*** Opening PROVIDED RECORDS ***

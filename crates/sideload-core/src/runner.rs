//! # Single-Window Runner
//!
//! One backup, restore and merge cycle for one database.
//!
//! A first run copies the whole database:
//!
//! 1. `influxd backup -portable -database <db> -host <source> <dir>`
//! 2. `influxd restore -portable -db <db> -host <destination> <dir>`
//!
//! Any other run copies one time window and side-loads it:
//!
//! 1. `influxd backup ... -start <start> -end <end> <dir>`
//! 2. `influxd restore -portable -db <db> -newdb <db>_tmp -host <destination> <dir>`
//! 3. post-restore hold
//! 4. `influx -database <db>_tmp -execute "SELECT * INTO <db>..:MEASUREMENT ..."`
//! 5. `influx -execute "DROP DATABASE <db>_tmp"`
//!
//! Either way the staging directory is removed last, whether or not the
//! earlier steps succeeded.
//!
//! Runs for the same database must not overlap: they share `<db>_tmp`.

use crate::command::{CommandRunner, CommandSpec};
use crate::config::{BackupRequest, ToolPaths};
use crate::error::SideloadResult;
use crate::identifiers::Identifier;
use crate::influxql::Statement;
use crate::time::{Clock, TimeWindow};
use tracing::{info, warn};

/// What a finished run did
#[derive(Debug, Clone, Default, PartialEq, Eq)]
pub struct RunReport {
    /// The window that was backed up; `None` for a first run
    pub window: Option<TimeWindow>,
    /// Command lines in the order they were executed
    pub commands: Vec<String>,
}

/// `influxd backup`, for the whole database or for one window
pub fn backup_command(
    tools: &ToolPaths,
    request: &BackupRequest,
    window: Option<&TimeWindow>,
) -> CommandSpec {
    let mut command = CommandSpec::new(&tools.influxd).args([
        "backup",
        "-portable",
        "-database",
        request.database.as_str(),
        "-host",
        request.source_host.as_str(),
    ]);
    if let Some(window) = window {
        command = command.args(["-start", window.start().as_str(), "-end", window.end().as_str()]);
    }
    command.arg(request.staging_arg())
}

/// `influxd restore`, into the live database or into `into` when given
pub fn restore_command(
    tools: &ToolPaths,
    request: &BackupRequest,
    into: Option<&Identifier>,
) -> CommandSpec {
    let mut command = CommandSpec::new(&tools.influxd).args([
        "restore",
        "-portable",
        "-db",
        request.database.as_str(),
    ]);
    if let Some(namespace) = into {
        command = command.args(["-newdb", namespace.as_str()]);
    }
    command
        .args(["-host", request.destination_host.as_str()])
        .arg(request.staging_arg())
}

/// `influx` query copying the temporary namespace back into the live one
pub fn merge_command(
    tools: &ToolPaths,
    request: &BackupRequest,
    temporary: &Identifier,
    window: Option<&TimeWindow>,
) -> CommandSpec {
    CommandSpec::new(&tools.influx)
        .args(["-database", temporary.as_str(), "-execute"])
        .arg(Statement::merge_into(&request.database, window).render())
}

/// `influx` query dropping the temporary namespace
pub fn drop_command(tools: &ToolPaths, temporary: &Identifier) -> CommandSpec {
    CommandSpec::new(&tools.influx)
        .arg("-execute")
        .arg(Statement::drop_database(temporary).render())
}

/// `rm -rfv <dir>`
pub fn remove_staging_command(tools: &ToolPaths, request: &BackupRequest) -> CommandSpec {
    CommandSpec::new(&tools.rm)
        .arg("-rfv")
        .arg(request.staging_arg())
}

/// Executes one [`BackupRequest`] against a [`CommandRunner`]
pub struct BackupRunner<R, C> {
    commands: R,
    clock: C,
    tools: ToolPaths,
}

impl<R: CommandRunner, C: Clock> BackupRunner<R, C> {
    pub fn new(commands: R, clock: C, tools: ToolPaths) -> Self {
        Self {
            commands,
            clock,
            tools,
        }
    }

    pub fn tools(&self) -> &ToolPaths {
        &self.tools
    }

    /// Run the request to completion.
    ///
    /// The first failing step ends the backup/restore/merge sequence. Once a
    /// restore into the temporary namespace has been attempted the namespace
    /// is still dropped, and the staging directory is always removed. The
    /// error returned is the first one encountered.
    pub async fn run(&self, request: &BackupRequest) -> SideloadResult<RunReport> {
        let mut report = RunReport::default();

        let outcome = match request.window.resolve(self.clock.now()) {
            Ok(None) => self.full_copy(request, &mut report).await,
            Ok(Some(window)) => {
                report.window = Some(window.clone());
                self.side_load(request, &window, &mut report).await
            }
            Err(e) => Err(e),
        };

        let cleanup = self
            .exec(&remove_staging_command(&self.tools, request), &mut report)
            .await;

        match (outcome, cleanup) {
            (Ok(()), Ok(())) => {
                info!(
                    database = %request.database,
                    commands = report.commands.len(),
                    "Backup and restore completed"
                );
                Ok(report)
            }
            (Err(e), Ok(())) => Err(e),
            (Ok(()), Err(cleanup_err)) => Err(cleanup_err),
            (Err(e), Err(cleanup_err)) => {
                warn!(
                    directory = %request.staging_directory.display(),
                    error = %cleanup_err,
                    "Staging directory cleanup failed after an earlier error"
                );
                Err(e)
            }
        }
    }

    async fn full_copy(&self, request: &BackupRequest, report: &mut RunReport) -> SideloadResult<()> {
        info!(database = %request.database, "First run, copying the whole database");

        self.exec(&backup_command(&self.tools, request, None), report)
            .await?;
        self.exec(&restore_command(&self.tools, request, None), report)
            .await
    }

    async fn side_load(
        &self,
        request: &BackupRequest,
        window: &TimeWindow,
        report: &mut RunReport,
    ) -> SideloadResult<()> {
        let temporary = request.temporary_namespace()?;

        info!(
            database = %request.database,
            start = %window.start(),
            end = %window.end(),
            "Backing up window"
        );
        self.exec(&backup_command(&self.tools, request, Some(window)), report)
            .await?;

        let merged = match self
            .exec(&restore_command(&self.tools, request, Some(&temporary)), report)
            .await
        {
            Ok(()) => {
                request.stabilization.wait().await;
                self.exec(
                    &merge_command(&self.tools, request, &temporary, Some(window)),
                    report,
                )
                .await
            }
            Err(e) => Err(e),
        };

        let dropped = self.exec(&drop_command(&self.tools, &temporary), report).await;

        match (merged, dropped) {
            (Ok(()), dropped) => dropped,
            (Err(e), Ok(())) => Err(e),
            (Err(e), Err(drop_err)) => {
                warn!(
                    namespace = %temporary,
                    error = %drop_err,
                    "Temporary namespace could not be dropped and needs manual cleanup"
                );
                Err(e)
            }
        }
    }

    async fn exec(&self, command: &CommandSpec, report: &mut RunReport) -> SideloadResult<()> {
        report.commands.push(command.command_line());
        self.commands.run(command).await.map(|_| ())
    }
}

*** Closing PROVIDED RECORDS ***

Having read the records above, reproduce each one exactly.

filename crates/sideload-core/src/runner.rs
//! # Single-Window Runner
//!
//! One backup, restore and merge cycle for one database.
//!
//! A first run copies the whole database:
//!
//! 1. `influxd backup -portable -database <db> -host <source> <dir>`
//! 2. `influxd restore -portable -db <db> -host <destination> <dir>`
//!
//! Any other run copies one time window and side-loads it:
//!
//! 1. `influxd backup ... -start <start> -end <end> <dir>`
//! 2. `influxd restore -portable -db <db> -newdb <db>_tmp -host <destination> <dir>`
//! 3. post-restore hold
//! 4. `influx -database <db>_tmp -execute "SELECT * INTO <db>..:MEASUREMENT ..."`
//! 5. `influx -execute "DROP DATABASE <db>_tmp"`
//!
//! Either way the staging directory is removed last, whether or not the
//! earlier steps succeeded.
//!
//! Runs for the same database must not overlap: they share `<db>_tmp`.

use crate::command::{CommandRunner, CommandSpec};
use crate::config::{BackupRequest, ToolPaths};
use crate::error::SideloadResult;
use crate::identifiers::Identifier;
use crate::influxql::Statement;
use crate::time::{Clock, TimeWindow};
use tracing::{info, warn};

/// What a finished run did
#[derive(Debug, Clone, Default, PartialEq, Eq)]
pub struct RunReport {
    /// The window that was backed up; `None` for a first run
    pub window: Option<TimeWindow>,
    /// Command lines in the order they were executed
    pub commands: Vec<String>,
}

/// `influxd backup`, for the whole database or for one window
pub fn backup_command(
    tools: &ToolPaths,
    request: &BackupRequest,
    window: Option<&TimeWindow>,
) -> CommandSpec {
    let mut command = CommandSpec::new(&tools.influxd).args([
        "backup",
        "-portable",
        "-database",
        request.database.as_str(),
        "-host",
        request.source_host.as_str(),
    ]);
    if let Some(window) = window {
        command = command.args(["-start", window.start().as_str(), "-end", window.end().as_str()]);
    }
    command.arg(request.staging_arg())
}

/// `influxd restore`, into the live database or into `into` when given
pub fn restore_command(
    tools: &ToolPaths,
    request: &BackupRequest,
    into: Option<&Identifier>,
) -> CommandSpec {
    let mut command = CommandSpec::new(&tools.influxd).args([
        "restore",
        "-portable",
        "-db",
        request.database.as_str(),
    ]);
    if let Some(namespace) = into {
        command = command.args(["-newdb", namespace.as_str()]);
    }
    command
        .args(["-host", request.destination_host.as_str()])
        .arg(request.staging_arg())
}

/// `influx` query copying the temporary namespace back into the live one
pub fn merge_command(
    tools: &ToolPaths,
    request: &BackupRequest,
    temporary: &Identifier,
    window: Option<&TimeWindow>,
) -> CommandSpec {
    CommandSpec::new(&tools.influx)
        .args(["-database", temporary.as_str(), "-execute"])
        .arg(Statement::merge_into(&request.database, window).render())
}

/// `influx` query dropping the temporary namespace
pub fn drop_command(tools: &ToolPaths, temporary: &Identifier) -> CommandSpec {
    CommandSpec::new(&tools.influx)
        .arg("-execute")
        .arg(Statement::drop_database(temporary).render())
}

/// `rm -rfv <dir>`
pub fn remove_staging_command(tools: &ToolPaths, request: &BackupRequest) -> CommandSpec {
    CommandSpec::new(&tools.rm)
        .arg("-rfv")
        .arg(request.staging_arg())
}

/// Executes one [`BackupRequest`] against a [`CommandRunner`]
pub struct BackupRunner<R, C> {
    commands: R,
    clock: C,
    tools: ToolPaths,
}

impl<R: CommandRunner, C: Clock> BackupRunner<R, C> {
    pub fn new(commands: R, clock: C, tools: ToolPaths) -> Self {
        Self {
            commands,
            clock,
            tools,
        }
    }

    pub fn tools(&self) -> &ToolPaths {
        &self.tools
    }

    /// Run the request to completion.
    ///
    /// The first failing step ends the backup/restore/merge sequence. Once a
    /// restore into the temporary namespace has been attempted the namespace
    /// is still dropped, and the staging directory is always removed. The
    /// error returned is the first one encountered.
    pub async fn run(&self, request: &BackupRequest) -> SideloadResult<RunReport> {
        let mut report = RunReport::default();

        let outcome = match request.window.resolve(self.clock.now()) {
            Ok(None) => self.full_copy(request, &mut report).await,
            Ok(Some(window)) => {
                report.window = Some(window.clone());
                self.side_load(request, &window, &mut report).await
            }
            Err(e) => Err(e),
        };

        let cleanup = self
            .exec(&remove_staging_command(&self.tools, request), &mut report)
            .await;

        match (outcome, cleanup) {
            (Ok(()), Ok(())) => {
                info!(
                    database = %request.database,
                    commands = report.commands.len(),
                    "Backup and restore completed"
                );
                Ok(report)
            }
            (Err(e), Ok(())) => Err(e),
            (Ok(()), Err(cleanup_err)) => Err(cleanup_err),
            (Err(e), Err(cleanup_err)) => {
                warn!(
                    directory = %request.staging_directory.display(),
                    error = %cleanup_err,
                    "Staging directory cleanup failed after an earlier error"
                );
                Err(e)
            }
        }
    }

    async fn full_copy(&self, request: &BackupRequest, report: &mut RunReport) -> SideloadResult<()> {
        info!(database = %request.database, "First run, copying the whole database");

        self.exec(&backup_command(&self.tools, request, None), report)
            .await?;
        self.exec(&restore_command(&self.tools, request, None), report)
            .await
    }

    async fn side_load(
        &self,
        request: &BackupRequest,
        window: &TimeWindow,
        report: &mut RunReport,
    ) -> SideloadResult<()> {
        let temporary = request.temporary_namespace()?;

        info!(
            database = %request.database,
            start = %window.start(),
            end = %window.end(),
            "Backing up window"
        );
        self.exec(&backup_command(&self.tools, request, Some(window)), report)
            .await?;

        let merged = match self
            .exec(&restore_command(&self.tools, request, Some(&temporary)), report)
            .await
        {
            Ok(()) => {
                request.stabilization.wait().await;
                self.exec(
                    &merge_command(&self.tools, request, &temporary, Some(window)),
                    report,
                )
                .await
            }
            Err(e) => Err(e),
        };

        let dropped = self.exec(&drop_command(&self.tools, &temporary), report).await;

        match (merged, dropped) {
            (Ok(()), dropped) => dropped,
            (Err(e), Ok(())) => Err(e),
            (Err(e), Err(drop_err)) => {
                warn!(
                    namespace = %temporary,
                    error = %drop_err,
                    "Temporary namespace could not be dropped and needs manual cleanup"
                );
                Err(e)
            }
        }
    }

    async fn exec(&self, command: &CommandSpec, report: &mut RunReport) -> SideloadResult<()> {
        report.commands.push(command.command_line());
        self.commands.run(command).await.map(|_| ())
    }
}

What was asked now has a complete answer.